Von Thomas Häberlein
München. Konstanze Klosterhalfen breitete die Arme aus, als sie unter dem tosenden Jubel der Zuschauer im Münchner Olympiastadion ins Ziel lief. Dann schnappte sie sich eine deutsche Fahne und rannte gleich weiter - auf ihre Ehrenrunde. Als erste Deutsche kürte sich die 25-Jährige zur Europameisterin über die 5.000 Meter. „Ich habe noch nie einen Titel gewonnen, ich habe vorher noch nicht einmal dran geglaubt, eine Medaille zu gewinnen. Ich bin unfassbar glücklich“, sagte sie in der ARD.
Beinahe wäre es gar nicht so weit gekommen. „Wir haben ernsthaft überlegt, ob ich überhaupt laufe“, sagte Klosterhalfen, die über 10.000 Meter als Vierte weit am Podest vorbeigelaufen war und entkräftet gewirkt hatte. Umso überwältigter war sie nun nach dem Coup über die halbe Distanz. „Das war das Letzte, womit ich gerechnet habe. Das ist wunderbar, ich habe keine Worte. Ich kann es nicht glauben.“
Nach einer starken Vorstellung siegte Klosterhalfen (Leverkusen) in 14:50,47 Minuten ganz deutlich vor Can aus der Türkei (14:56,91) und Eilish McColgan aus Großbritannien (1:59,34). Die goldene Medaille für Europas neue Beste über die 5000 m war zugleich die erste für eine deutsche Läuferin über diese Distanz.

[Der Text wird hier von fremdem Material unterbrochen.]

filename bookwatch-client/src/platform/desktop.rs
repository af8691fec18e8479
use std::sync::Mutex;

use async_trait::async_trait;
use tracing::{debug, warn};

use crate::notify::{NotificationBackend, NotifyError, Permission};

const APP_NAME: &str = "bookwatch";

/// notify-rust backed notifications. Permission is granted once the
/// notification server answers a capability query.
#[derive(Debug)]
pub struct DesktopBackend {
    permission: Mutex<Permission>,
}

impl Default for DesktopBackend {
    fn default() -> Self {
        Self::new()
    }
}

impl DesktopBackend {
    pub fn new() -> Self {
        debug!("desktop notification backend created");
        Self {
            permission: Mutex::new(Permission::Default),
        }
    }

    fn set_permission(&self, permission: Permission) {
        *self.permission.lock().unwrap_or_else(|e| e.into_inner()) = permission;
    }
}

#[async_trait]
impl NotificationBackend for DesktopBackend {
    fn permission(&self) -> Permission {
        *self.permission.lock().unwrap_or_else(|e| e.into_inner())
    }

    async fn request_permission(&self) -> Permission {
        let permission = query_server().await;
        self.set_permission(permission);
        permission
    }

    async fn show(&self, title: &str, body: &str) -> Result<(), NotifyError> {
        debug!(summary = %title, "show: building notification");
        show_notification(title, body).await
    }
}

#[cfg(all(unix, not(target_os = "macos")))]
async fn show_notification(title: &str, body: &str) -> Result<(), NotifyError> {
    notify_rust::Notification::new()
        .appname(APP_NAME)
        .summary(title)
        .body(body)
        .show_async()
        .await
        .map(|_| ())
        .map_err(|e| NotifyError::Backend(e.to_string()))
}

#[cfg(target_os = "macos")]
async fn show_notification(title: &str, body: &str) -> Result<(), NotifyError> {
    let (title, body) = (title.to_string(), body.to_string());
    tokio::task::spawn_blocking(move || {
        notify_rust::Notification::new()
            .appname(APP_NAME)
            .summary(&title)
            .body(&body)
            .show()
            .map(|_| ())
            .map_err(|e| e.to_string())
    })
    .await
    .map_err(|e| NotifyError::Backend(e.to_string()))?
    .map_err(NotifyError::Backend)
}

#[cfg(all(unix, not(target_os = "macos")))]
async fn query_server() -> Permission {
    let res = tokio::task::spawn_blocking(|| {
        notify_rust::get_server_information()
            .map(|info| format!("{} {} ({})", info.name, info.version, info.vendor))
            .map_err(|e| e.to_string())
    })
    .await;
    match res {
        Ok(Ok(server)) => {
            debug!(%server, "notification server found");
            Permission::Granted
        }
        Ok(Err(e)) => {
            warn!(error=%e, "no notification server; new records will be alerted");
            Permission::Unsupported
        }
        Err(e) => {
            warn!(error=%e, "notification server query failed");
            Permission::Unsupported
        }
    }
}

#[cfg(target_os = "macos")]
async fn query_server() -> Permission {
    Permission::Granted
}
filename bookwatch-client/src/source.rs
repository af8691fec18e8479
use std::time::Duration;

use async_trait::async_trait;
use bookwatch_shared::api::{self, PollResp, rest::RestError};

use crate::AppError;

/// Where poll cycles get their records from.
#[async_trait]
pub trait RecordSource: Send + Sync {
    async fn fetch(&self) -> Result<PollResp, RestError>;
}

/// `GET {server_url}/poll` over HTTP.
#[derive(Debug, Clone)]
pub struct HttpSource {
    base: String,
    client: reqwest::Client,
}

impl HttpSource {
    pub fn new(server_url: &str, timeout: Duration) -> Result<Self, AppError> {
        let base = crate::config::normalize_server_url(server_url);
        url::Url::parse(&base)
            .map_err(|e| AppError::Config(format!("invalid server_url {base}: {e}")))?;
        let client = api::rest::build_client(timeout)
            .map_err(|e| AppError::Http(format!("client setup failed: {e}")))?;
        Ok(Self { base, client })
    }

    pub fn base(&self) -> &str {
        &self.base
    }
}

#[async_trait]
impl RecordSource for HttpSource {
    async fn fetch(&self) -> Result<PollResp, RestError> {
        api::rest::poll(&self.client, &self.base).await
    }
}
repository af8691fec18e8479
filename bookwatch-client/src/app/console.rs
//! Line-oriented console host for the poller widget.

use std::io::{IsTerminal, Write};
use std::str::FromStr;
use std::sync::Arc;
use std::time::Duration;

use tokio::io::{AsyncBufReadExt, BufReader};
use tracing::{debug, info, warn};

use crate::config::ClientConfig;
use crate::source::HttpSource;
use crate::surface::{Surface, Toggle, ToggleStyle};
use crate::widget::status::Status;
use crate::widget::table::{Row, RowId};
use crate::widget::{Toggled, Widget};
use crate::{AppError, platform};

const HELP: &str = "commands: go | stop | toggle | mins <N> | clear | rm <ROW> | show | help | quit";

#[derive(Debug, Clone, PartialEq, Eq)]
pub enum ConsoleCommand {
    Toggle,
    Go,
    Stop,
    Mins(Option<String>),
    Clear,
    Remove(RowId),
    Show,
    Help,
    Quit,
}

impl FromStr for ConsoleCommand {
    type Err = String;

    fn from_str(line: &str) -> Result<Self, Self::Err> {
        let mut parts = line.split_whitespace();
        let Some(cmd) = parts.next() else {
            return Err("empty command".into());
        };
        let arg = parts.next();
        let cmd = match cmd.to_ascii_lowercase().as_str() {
            "toggle" => ConsoleCommand::Toggle,
            "go" | "start" => ConsoleCommand::Go,
            "stop" => ConsoleCommand::Stop,
            "mins" => ConsoleCommand::Mins(arg.map(str::to_string)),
            "clear" => ConsoleCommand::Clear,
            "rm" | "remove" => {
                let id = arg
                    .ok_or("rm needs a row number")?
                    .parse::<u64>()
                    .map_err(|_| format!("not a row number: {}", arg.unwrap_or_default()))?;
                ConsoleCommand::Remove(RowId(id))
            }
            "show" | "ls" => ConsoleCommand::Show,
            "help" | "?" => ConsoleCommand::Help,
            "quit" | "exit" | "q" => ConsoleCommand::Quit,
            other => return Err(format!("unknown command: {other}")),
        };
        Ok(cmd)
    }
}

/// Surface that renders to stdout.
pub struct ConsoleSurface {
    color: bool,
}

impl Default for ConsoleSurface {
    fn default() -> Self {
        Self::new()
    }
}

impl ConsoleSurface {
    pub fn new() -> Self {
        Self {
            color: std::io::stdout().is_terminal(),
        }
    }

    fn emit(&self, text: &str) {
        let mut out = std::io::stdout().lock();
        if let Err(e) = out.write_all(text.as_bytes()).and_then(|()| out.flush()) {
            debug!(error=%e, "console write failed");
        }
    }

    fn status_line(&self, status: &Status) -> String {
        if status.is_failure() && self.color {
            format!("status: \x1b[31m{status}\x1b[0m\n")
        } else {
            format!("status: {status}\n")
        }
    }

    fn toggle_line(&self, toggle: Toggle) -> String {
        let color = match toggle.style() {
            _ if !self.color => None,
            ToggleStyle::Danger => Some("\x1b[31m"),
            ToggleStyle::Primary => Some("\x1b[34m"),
        };
        match color {
            Some(code) => format!("{code}[{}]\x1b[0m\n", toggle.label()),
            None => format!("[{}]\n", toggle.label()),
        }
    }
}

impl Surface for ConsoleSurface {
    fn show_status(&self, status: &Status) {
        if *status != Status::Idle {
            self.emit(&self.status_line(status));
        }
    }

    fn show_rows(&self, rows: &[Row]) {
        self.emit(&super::render_table(rows));
    }

    fn show_toggle(&self, toggle: Toggle) {
        self.emit(&self.toggle_line(toggle));
    }

    fn set_interval_enabled(&self, enabled: bool) {
        debug!(enabled, "interval input state changed");
    }

    // The command loop owns stdin, so there is no modal dialog to wait on.
    fn alert(&self, message: &str) {
        let bell = if self.color { "\x07" } else { "" };
        self.emit(&format!("{bell}!! {message}\n"));
    }
}

/// Run the interactive poller until `quit`, EOF or a shutdown signal.
pub async fn run(cfg: ClientConfig) -> Result<(), AppError> {
    let source = HttpSource::new(
        &cfg.server_url,
        Duration::from_secs(cfg.request_timeout_secs),
    )?;
    info!(server = source.base(), "polling source configured");

    let surface = Arc::new(ConsoleSurface::new());
    let widget = Widget::new(
        Arc::new(source),
        platform::default_backend(),
        surface.clone(),
    );
    widget.set_interval_input(cfg.initial_interval_input()).await;
    surface.emit(&format!("{HELP}\n"));

    let shutdown = super::shutdown_signal();
    tokio::pin!(shutdown);
    let mut lines = BufReader::new(tokio::io::stdin()).lines();

    let res = loop {
        tokio::select! {
            _ = &mut shutdown => {
                info!("shutdown signal received; stopping poller");
                break Ok(());
            }
            line = lines.next_line() => match line {
                Ok(Some(line)) if line.trim().is_empty() => {}
                Ok(Some(line)) => match line.parse::<ConsoleCommand>() {
                    Ok(ConsoleCommand::Quit) => break Ok(()),
                    Ok(cmd) => handle(&widget, &surface, cmd).await,
                    Err(e) => surface.emit(&format!("{e}\n{HELP}\n")),
                },
                Ok(None) => {
                    debug!("stdin closed");
                    break Ok(());
                }
                Err(e) => break Err(AppError::Io(e)),
            }
        }
    };

    widget.shutdown().await;
    res
}

async fn handle(widget: &Widget, surface: &ConsoleSurface, cmd: ConsoleCommand) {
    match cmd {
        ConsoleCommand::Go if widget.is_running().await => surface.emit("already polling\n"),
        ConsoleCommand::Stop if !widget.is_running().await => surface.emit("not polling\n"),
        ConsoleCommand::Toggle | ConsoleCommand::Go | ConsoleCommand::Stop => {
            // Rejected intervals are alerted by the widget itself; the first
            // poll reports through the surface.
            if let Ok(Toggled::Started(_first_poll)) = widget.on_toggle().await {
                debug!("first poll running in background");
            }
        }
        ConsoleCommand::Mins(raw) => {
            if !widget.set_interval_input(raw).await {
                surface.emit("interval is locked while polling; stop first\n");
            }
        }
        ConsoleCommand::Clear => widget.on_clear().await,
        ConsoleCommand::Remove(id) => {
            if !widget.on_row_remove(id).await {
                warn!(row=%id, "no such row");
                surface.emit(&format!("no row {id}\n"));
            }
        }
        ConsoleCommand::Show => {
            let state = if widget.is_running().await {
                "polling"
            } else {
                "stopped"
            };
            let mins = widget.interval_input().await.unwrap_or_default();
            surface.emit(&format!(
                "{state}, every {mins} min, {} seen\n",
                widget.seen_count().await
            ));
            surface.emit(&surface.status_line(&widget.status().await));
            surface.emit(&super::render_table(&widget.rows().await));
        }
        ConsoleCommand::Help => surface.emit(&format!("{HELP}\n")),
        ConsoleCommand::Quit => {}
    }
}
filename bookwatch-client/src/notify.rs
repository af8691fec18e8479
use std::sync::Arc;

use async_trait::async_trait;
use tracing::{debug, info, warn};

use crate::surface::Surface;

pub const NOTIFICATION_TITLE: &str = "New Record Found!";

#[derive(Debug, Clone, Copy, PartialEq, Eq)]
pub enum Permission {
    /// Not asked yet, or the answer is still pending.
    Default,
    Granted,
    Denied,
    /// The platform has no notification capability.
    Unsupported,
}

#[derive(Debug, thiserror::Error)]
pub enum NotifyError {
    #[error("notification backend: {0}")]
    Backend(String),
}

/// Platform desktop notification capability.
#[async_trait]
pub trait NotificationBackend: Send + Sync {
    fn permission(&self) -> Permission;
    async fn request_permission(&self) -> Permission;
    async fn show(&self, title: &str, body: &str) -> Result<(), NotifyError>;
}

/// How a notification reached the user.
#[derive(Debug, Clone, Copy, PartialEq, Eq)]
pub enum Delivery {
    Desktop,
    Alert,
}

/// Desktop notifications with a blocking-alert fallback.
pub struct Notifier {
    backend: Arc<dyn NotificationBackend>,
    surface: Arc<dyn Surface>,
}

impl Notifier {
    pub fn new(backend: Arc<dyn NotificationBackend>, surface: Arc<dyn Surface>) -> Self {
        Self { backend, surface }
    }

    /// Ask for permission in the background; callers do not wait for the answer.
    pub fn request_permission(&self) {
        let backend = self.backend.clone();
        tokio::spawn(async move {
            let permission = backend.request_permission().await;
            info!(?permission, "notification permission resolved");
        });
    }

    pub async fn notify(&self, text: &str) -> Delivery {
        let permission = self.backend.permission();
        if permission != Permission::Granted {
            debug!(?permission, "desktop notifications unavailable; alerting");
            self.surface.alert(text);
            return Delivery::Alert;
        }
        match self.backend.show(NOTIFICATION_TITLE, text).await {
            Ok(()) => Delivery::Desktop,
            Err(e) => {
                warn!(error=%e, "desktop notification failed; alerting instead");
                self.surface.alert(text);
                Delivery::Alert
            }
        }
    }
}
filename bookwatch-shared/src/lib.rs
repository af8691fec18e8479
pub mod api;
pub mod domain;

Wenig später verlor Weitsprung-Weltmeisterin Malaika Mihambo hat ihren EM-Titel. Die Olympiasiegerin musste sich mit 7,03 Metern der Serbin Ivana Vuleta (7,06) geschlagen geben, Bronze ging an Jazmin Sawyers aus Großbritannien (6,80).
Mihambo hatte sich nach ihrem Triumph bei der WM in Eugene im Juli mit Corona infiziert und erst in der vergangenen Woche grünes Licht für einen Start in München gegeben. Die 28-Jährige war seit ihrem EM-Triumph 2018 in Berlin bei Großereignissen im Freien ungeschlagen gewesen.
Die Freude über den zweiten Platz war bei Lokalmatador Tobias Potye deutlich überschwenglicher. Der 27-jährige Hochspringer überquerte 2,27 Meter und feierte damit den größten Erfolg seiner Karriere. Gold gewann Olympiasieger Gianmarco Tamberi aus Italien mit 2,30 Metern. Bronze ging an den Ukrainer Andrij Prozenko, der wie Potye 2,27 m schaffte – sich aber bei 2,23 zwei Fehlversuche leistete. Der Dresdner Jonas Wagner scheiterte bereits an der Anfangshöhe von 2,18 Metern.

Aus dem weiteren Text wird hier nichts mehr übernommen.